SharkBoy, BobaDoug and I trotted off to the Church Street Village Fair on Sunday, which use to be called The Church Street Fetish Fair, which is now called Leather to Lace but way back in the day was called The Church Street Fetish Fair, created as competition for Folsom Fair North (or FFN when they lost the right to use “Folsom”) but now is called something else and will probably be in direct competition with Folsom Street Fair on September 25, but not in Toronto.
Confused? Not as confused as the crap we saw on Sunday afternoon!
Gone was the public demos of S&M which I am told by the rumor mill was pre-requisite if the Church Street BIA wanted to get licensing from City Hall. Instead an outside company of carnival like “rides” were inserted to keep the tops and bottoms on their toes. This is Rob Ford’s new Toronto, I guess. We can be gay but just don’t show it.
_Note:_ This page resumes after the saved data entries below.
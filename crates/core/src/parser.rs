//! Upload parsing for CSV and XLSX files.
//!
//! Produces an immutable [`ParsedFile`]: headers plus 1-based [`ParsedRow`]s.
//! Both formats share the header option and the size and row ceilings, the
//! row ceiling by aborting the read as soon as it is exceeded.

use std::io::Cursor;

use calamine::{Data, Reader, Xlsx};
use csv::{ReaderBuilder, Trim};
use serde::{Deserialize, Serialize};

use crate::types::RowNumber;

// ── Constants ────────────────────────────────────────────────────────

/// Candidate delimiters, in tie-break order.
pub const DELIMITER_CANDIDATES: [u8; 4] = [b',', b';', b'\t', b'|'];

/// Number of leading lines inspected for delimiter detection.
pub const DELIMITER_SAMPLE_LINES: usize = 5;

/// Default maximum upload size (10 MiB).
pub const DEFAULT_MAX_FILE_BYTES: usize = 10 * 1024 * 1024;

/// Default maximum number of data rows.
pub const DEFAULT_MAX_ROWS: usize = 10_000;

// ── Types ────────────────────────────────────────────────────────────

#[derive(Debug, Clone, Copy, PartialEq, Eq, Serialize, Deserialize)]
#[serde(rename_all = "snake_case")]
pub enum FileType {
    Csv,
    Xlsx,
}

impl FileType {
    pub fn as_str(self) -> &'static str {
        match self {
            Self::Csv => "csv",
            Self::Xlsx => "xlsx",
        }
    }

    /// Derive the file type from a file name's extension (case-insensitive).
    pub fn from_file_name(file_name: &str) -> Option<Self> {
        let ext = file_name.rsplit_once('.')?.1.to_lowercase();
        match ext.as_str() {
            "csv" | "txt" | "tsv" => Some(Self::Csv),
            "xlsx" | "xlsm" => Some(Self::Xlsx),
            _ => None,
        }
    }
}

/// One data row of the uploaded file.
#[derive(Debug, Clone, PartialEq, Eq, Serialize, Deserialize)]
pub struct ParsedRow {
    /// 1-based, header excluded.
    pub row_number: RowNumber,
    pub values: Vec<String>,
}

impl ParsedRow {
    /// Raw value at `index`, or `""` past the end of a short row.
    pub fn value(&self, index: usize) -> &str {
        self.values.get(index).map(String::as_str).unwrap_or("")
    }
}

#[derive(Debug, Clone, Serialize, Deserialize)]
pub struct ParsedFile {
    pub file_name: String,
    pub file_type: FileType,
    /// Detected CSV delimiter; `None` for spreadsheets.
    pub delimiter: Option<char>,
    pub has_header: bool,
    pub headers: Vec<String>,
    pub rows: Vec<ParsedRow>,
}

impl ParsedFile {
    pub fn total_rows(&self) -> usize {
        self.rows.len()
    }
}

#[derive(Debug, Clone)]
pub struct ParseOptions {
    /// When `false`, synthetic `A, B, C…` headers are generated.
    pub has_header: bool,
    pub max_file_bytes: usize,
    pub max_rows: usize,
}

impl Default for ParseOptions {
    fn default() -> Self {
        Self {
            has_header: true,
            max_file_bytes: DEFAULT_MAX_FILE_BYTES,
            max_rows: DEFAULT_MAX_ROWS,
        }
    }
}

#[derive(Debug, thiserror::Error)]
pub enum ParseError {
    #[error("Unsupported file type: {0}")]
    UnsupportedFileType(String),

    #[error("File is empty")]
    Empty,

    #[error("File is too large: {size} bytes (maximum {max})")]
    FileTooLarge { size: usize, max: usize },

    #[error("File has more than {max} rows")]
    TooManyRows { max: usize },

    #[error("Malformed CSV at line {line}: {message}")]
    Malformed { line: u64, message: String },

    #[error("Unreadable spreadsheet: {0}")]
    Spreadsheet(String),
}

// ── Parsing ──────────────────────────────────────────────────────────

/// Parse an uploaded file, dispatching on its extension.
pub fn parse_upload(file_name: &str, bytes: &[u8], options: &ParseOptions) -> Result<ParsedFile, ParseError> {
    let file_type = FileType::from_file_name(file_name)
        .ok_or_else(|| ParseError::UnsupportedFileType(file_name.to_string()))?;

    if bytes.len() > options.max_file_bytes {
        return Err(ParseError::FileTooLarge {
            size: bytes.len(),
            max: options.max_file_bytes,
        });
    }

    let mut table = TableBuilder::new(options);
    let delimiter = match file_type {
        FileType::Csv => Some(read_csv(bytes, &mut table)? as char),
        FileType::Xlsx => {
            read_xlsx(bytes, &mut table)?;
            None
        }
    };

    if table.is_empty() {
        return Err(ParseError::Empty);
    }
    let (headers, rows) = table.finish();

    Ok(ParsedFile {
        file_name: file_name.to_string(),
        file_type,
        delimiter,
        has_header: options.has_header,
        headers,
        rows,
    })
}

/// Feed every CSV record to `table` and return the detected delimiter.
fn read_csv(bytes: &[u8], table: &mut TableBuilder<'_>) -> Result<u8, ParseError> {
    let content = decode(bytes);
    if content.trim().is_empty() {
        return Err(ParseError::Empty);
    }

    let delimiter = detect_delimiter(&content);
    let mut reader = ReaderBuilder::new()
        .delimiter(delimiter)
        .has_headers(false)
        .flexible(true)
        .trim(Trim::None)
        .from_reader(content.as_bytes());

    for result in reader.records() {
        let record = result.map_err(|e| ParseError::Malformed {
            line: e.position().map(|p| p.line()).unwrap_or(0),
            message: e.to_string(),
        })?;
        table.push(record.iter().map(str::to_string).collect())?;
    }
    Ok(delimiter)
}

/// Feed every row of the workbook's first sheet to `table`.
fn read_xlsx(bytes: &[u8], table: &mut TableBuilder<'_>) -> Result<(), ParseError> {
    let mut workbook: Xlsx<_> =
        Xlsx::new(Cursor::new(bytes)).map_err(|e| ParseError::Spreadsheet(e.to_string()))?;
    let range = workbook
        .worksheet_range_at(0)
        .ok_or(ParseError::Empty)?
        .map_err(|e| ParseError::Spreadsheet(e.to_string()))?;

    for row in range.rows() {
        table.push(row.iter().map(cell_text).collect())?;
    }
    Ok(())
}

/// Text of a spreadsheet cell as a user would type it. Whole numbers lose
/// their `.0`.
fn cell_text(cell: &Data) -> String {
    match cell {
        Data::Empty => String::new(),
        Data::String(s) => s.clone(),
        Data::Float(f) if f.fract() == 0.0 && f.abs() < 1e15 => format!("{}", *f as i64),
        other => other.to_string(),
    }
}

/// Collects header and data rows from either format.
struct TableBuilder<'o> {
    options: &'o ParseOptions,
    headers: Option<Vec<String>>,
    rows: Vec<ParsedRow>,
    widest: usize,
}

impl<'o> TableBuilder<'o> {
    fn new(options: &'o ParseOptions) -> Self {
        Self {
            options,
            headers: None,
            rows: Vec::new(),
            widest: 0,
        }
    }

    /// Blank lines are skipped. Fails as soon as the row ceiling is exceeded.
    fn push(&mut self, values: Vec<String>) -> Result<(), ParseError> {
        if values.iter().all(|v| v.trim().is_empty()) {
            return Ok(());
        }

        if self.options.has_header && self.headers.is_none() {
            self.headers = Some(values.iter().map(|h| h.trim().to_string()).collect());
            return Ok(());
        }

        if self.rows.len() >= self.options.max_rows {
            return Err(ParseError::TooManyRows {
                max: self.options.max_rows,
            });
        }

        self.widest = self.widest.max(values.len());
        self.rows.push(ParsedRow {
            row_number: self.rows.len() as RowNumber + 1,
            values,
        });
        Ok(())
    }

    fn is_empty(&self) -> bool {
        self.headers.is_none() && self.rows.is_empty()
    }

    fn finish(self) -> (Vec<String>, Vec<ParsedRow>) {
        let headers = match self.headers {
            Some(h) => fill_blank_headers(h),
            None => (0..self.widest).map(synthetic_column_name).collect(),
        };
        (headers, self.rows)
    }
}

/// Pick the candidate delimiter that occurs most often in the first lines.
/// Ties go to the earlier candidate; no occurrences at all falls back to `,`.
pub fn detect_delimiter(content: &str) -> u8 {
    let sample: Vec<&str> = content.lines().take(DELIMITER_SAMPLE_LINES).collect();

    let mut best = DELIMITER_CANDIDATES[0];
    let mut best_count = 0usize;
    for candidate in DELIMITER_CANDIDATES {
        let count: usize = sample
            .iter()
            .map(|line| line.bytes().filter(|b| *b == candidate).count())
            .sum();
        if count > best_count {
            best = candidate;
            best_count = count;
        }
    }
    best
}

/// Spreadsheet-style column name for a 0-based index: 0 → `A`, 25 → `Z`, 26 → `AA`.
pub fn synthetic_column_name(index: usize) -> String {
    let mut n = index + 1;
    let mut name = Vec::new();
    while n > 0 {
        let rem = (n - 1) % 26;
        name.push(b'A' + rem as u8);
        n = (n - 1) / 26;
    }
    name.reverse();
    String::from_utf8_lossy(&name).into_owned()
}

// ── Private helpers ──────────────────────────────────────────────────

/// UTF-8 with optional BOM; invalid sequences are replaced.
fn decode(bytes: &[u8]) -> String {
    let bytes = bytes.strip_prefix(&[0xEF, 0xBB, 0xBF]).unwrap_or(bytes);
    String::from_utf8_lossy(bytes).into_owned()
}

/// Blank header cells get their synthetic column name so every column stays addressable.
fn fill_blank_headers(headers: Vec<String>) -> Vec<String> {
    headers
        .into_iter()
        .enumerate()
        .map(|(i, h)| if h.is_empty() { synthetic_column_name(i) } else { h })
        .collect()
}

// ── Tests ────────────────────────────────────────────────────────────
I could have taken pictures of the ferris wheel or the mechanical bull or the surf board bouncy play thing but I had forgotten to put my freshly charged battery in my camera, which in hindsight was a good thing… there wasn’t much I wanted to take a picture of, compared to the previous years. The Leather and Lace site has photos but metaphorically the gallery is broken and doesn’t work in Firefox.
We walked up and down the street twice and witnessed a few proud individuals displaying their fetishes, but in terms of it being a “fair”, I would say it was more like a funeral. Oh sure there were the trans, the rubbers, the plushies and the leathers, but they didn’t seem to have a place to congregate and the crowds weren’t “sticking” to one place. I saw more hopeful photographers (including the creepy boobie photographer guy from Pride – no, not Councilor Mammoliti) than actual participants in the Fair. When we arrived there was a leather “flash mob” as it were: a large group of people in full S&M gear walked through the crowd but quickly dissipated when they did two circuits of the Fair.
The Lettuce and Lace Fair was the perfect example of “design by committee” ever to come to life.